Madame Marguerite
(Francia, República Checa y Bélgica, 2015)
Dirección: Xavier Giannoli
Guión: Xavier Giannoli y Marcia Romano
Las mentiras del arte
Es Purcell
quien nos invita a adentrarnos en el terreno mágico del arte, “Come, come, ye
sons of Art”. A la llamada acuden Tristan Tzara y su amigo periodista-escritor
saltando la tapia de la lujosa mansión e irrumpiendo en el acto social que
Madame Marguerite ha organizado a beneficio de los huérfanos de guerra. Es
1920, Dadá se ha dado a conocer aquí, en París, el año anterior, pero sólo los
espectadores avisados saben las sorpresas que aguardaban a los bienpensantes de
entonces. Cuando hace su aparición estelar la anfitriona y empieza a desafinar
más allá de lo imaginable con el aria de la Reina de la Noche, Tzara ruge de
placer, ahí está la destrucción del arte, así de simple, sólo hay que dejarlo
manifestarse en toda su podredumbre y decadencia, qué regalo para los dos
amigos iconoclastas, tanto que, por diversos motivos, van a engrosar las filas
de quienes hipócritamente adulan a la pertinaz cantante. Ésta vive en el reino
encantado de la música, ajena a su impericia, con la mente puesta en el amor a
un marido esquivo e infiel que, sin embargo, sufre como pocos el escarnio
callado a que se somete Marguerite cuando abre la boca para cantar. El único
que parece fiel a los sueños de la dama protagonista es su criado, un pianista
hombretón que va recogiendo fotográficamente sus diferentes poses en momentos
clásicos de las óperas de repertorio ataviada con suntuosa vestimenta. Por
otros motivos, él es también cómplice del silencio interesado del auditorio que
calla y adula hipócritamente los aullidos de Marguerite. Su ambición es
transcender la carrera pseudo-artística de su señora para presentar a la posteridad
el dossier gráfico de alguien que pasó por la vida sin entender, sin
comprender, pero entregada sin reservas. Se lo dice a ella: “No es importante
hacer cosas grandiosas o sublimes, sino hacer las cosas con grandeza y de forma
sublime”, un empeño en el que él fracasó mientras practicaba la danza india y
lo hizo alejarse de sí mismo. El hombretón no quiere que Marguerite renuncie a
lo que da sentido a su vida y decide convertirse en cronista de un delirio que
él, a fuer de lucidez, no pudo alcanzar.
No creo que
la biografía de Florence Foster Jenkins, en quien está basada la historia, sea
tan interesante como la que imagina Xavier Giannoli.

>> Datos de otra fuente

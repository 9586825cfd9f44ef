//! Server test utilities.

use super::mocks::MockFetcher;
use darkroom_core::config::{AppConfig, MetadataConfig, StorageConfig};
use darkroom_metadata::{MetadataStore, SqliteStore};
use darkroom_server::{AppState, create_router};
use darkroom_storage::{FilesystemBackend, ObjectStore};
use std::sync::Arc;
use tempfile::TempDir;

/// A test server wrapper with all dependencies.
/// Note: #[allow(dead_code)] because each test file compiles common/ separately.
#[allow(dead_code)]
pub struct TestServer {
    pub router: axum::Router,
    pub state: AppState,
    pub fetcher: Arc<MockFetcher>,
    _temp_dir: TempDir,
}

#[allow(dead_code)]
impl TestServer {
    /// Create a new test server with temporary storage and default config.
    pub async fn new() -> Self {
        Self::with_config(AppConfig::default()).await
    }

    /// Create a test server; storage and metadata sections are replaced by
    /// temporary locations.
    pub async fn with_config(mut config: AppConfig) -> Self {
        let temp_dir = tempfile::tempdir().expect("Failed to create temp directory");

        let storage_path = temp_dir.path().join("storage");
        let storage: Arc<dyn ObjectStore> = Arc::new(
            FilesystemBackend::new(&storage_path)
                .await
                .expect("Failed to create storage backend"),
        );

        let db_path = temp_dir.path().join("metadata.db");
        let metadata: Arc<dyn MetadataStore> = Arc::new(
            SqliteStore::new(&db_path, None)
                .await
                .expect("Failed to create metadata store"),
        );

        config.storage = StorageConfig::Filesystem { path: storage_path };
        config.metadata = MetadataConfig::Sqlite {
            path: db_path,
            query_timeout_secs: None,
        };

        let fetcher = Arc::new(MockFetcher::new());
        let state = AppState::new(config, storage, metadata, fetcher.clone());
        let router = create_router(state.clone());

        Self {
            router,
            state,
            fetcher,
            _temp_dir: temp_dir,
        }
    }

    /// Replace the metadata store, keeping everything else.
    pub fn with_metadata(mut self, metadata: Arc<dyn MetadataStore>) -> Self {
        let config = (*self.state.config).clone();
        self.state = AppState::new(
            config,
            self.state.storage.clone(),
            metadata,
            self.fetcher.clone(),
        );
        self.router = create_router(self.state.clone());
        self
    }
}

De hecho, la
estadounidense nunca tuvo la fortuna de participar en esa alocada sesión
poética en el café Marlot que evoca la película donde se ridiculiza el
patrioterismo a los acordes de una “Marsellesa” violenta e ingenuamente
desafinados por Marguerite. Todos se escandalizan, los burgueses, los
militares, hasta los proletarios, sólo Tristan Tzara está eufórico: “¡Queremos
la nada!”. En Alemania, Dadá estaba también fustigando a los oligarcas y
militarotes que, desde el bando de los vencidos, habían urdido la carnicería de
la Gran Guerra, pero es seguro que Marguerite no lo sabe, a ella le parece
simplemente que el confuso acto del café Marlot es un acto de libertad, como le
dice al marido avergonzado al salir de la comisaría. La ingenuidad y el
ingenuismo lúcido se hermanan frente a la hidra bienpensante.
“Ante la
vida sólo caben dos actitudes: o se la sueña o se la vive”, dice la pitonisa
del círculo que rodea al maestro de canto. Marguerite ha decidido soñarla,
aunque no es seguro que estén más despiertos quienes la circundan. Aquélla
cuenta con la mirada límpida y curiosa de los cronopios, éstos exhiben la
petulancia de los famas. Cortázar imaginó una tercera especie que suele pasar
desapercibida: las esperanzas. A medida que avanza la película, el marido se
hace más y más esperanza, más frágil, dubitativo, temeroso, y será el único
que, cerca del desenlace, intentará ponerse sinceramente a su lado, rendido por
el amor incondicional, la bondad y la ilusión de su esposa. Las esperanzas ni
sueñan ni viven la vida, la padecen, como el payaso de Leoncavallo. Cuando
Marguerite entra en el teatro para oír al que contratará como maestro de canto,
escuchamos a éste cantar el prólogo de Pagliacci,
un verdadero manifiesto del naturalismo, esa estética en la que vida y arte
juegan a confundirse en un intercambio de máscaras. Un magnífico Michel Fau
pone vida a la voz de Mario del Mónaco mientras maquilla el dolor fingido del
adulterio. El dolor de Marguerite es real cuando constata a la salida del
teatro la traición de su marido. Pero está resuelta a saltar a la fama en un
verdadero teatro de ópera, y para ello se va a someter a todo tipo de
ejercicios mientras el maestro y su círculo gorronean descaradamente en su
mansión.
En el
momento supremo en que Marguerite se enfrenta con la Casta diva a todo un teatro repleto el director adopta una solución
arriesgada: en unos pocos segundos deja en suspenso la verosimilitud y
convierte su narración en fábula, en cuento, en relato donde lo maravilloso es
posible, donde el sueño de la protagonista se hace realidad, o quizá ocurre
sólo en el interior de los espectadores. En cualquier caso, el encantamiento
termina con Marguerite postrada en el escenario escupiendo sangre. “Hay que
sacrificar a la diosa”, dice en un momento el criado. El sacrificio tiene lugar
en el sanatorio donde ha sido recluída, y la herramienta va a ser un
espectacular gramófono que arrastra ruidosamente por los pasillos semivacíos
una monja. El ruido que produce callado es la imagen de los horrísonos sonidos
grabados por Marguerite que le serán ofrecidos a modo de espejo para que
recobre la cordura. Sólo el marido quiere evitarle ese espejo, pero llega
tarde, el gramófono asesino ha cumplido su tarea ante la corte de hipócritas
convertidos ahora en defensores de la realidad. Impasible, con la frialdad de
quien se ha impuesto un cometido más allá de la realidad o de la ilusión, el
criado toma la última foto para su dossier sobre las mentiras del arte,
mentiras sin las que no sabríamos vivir.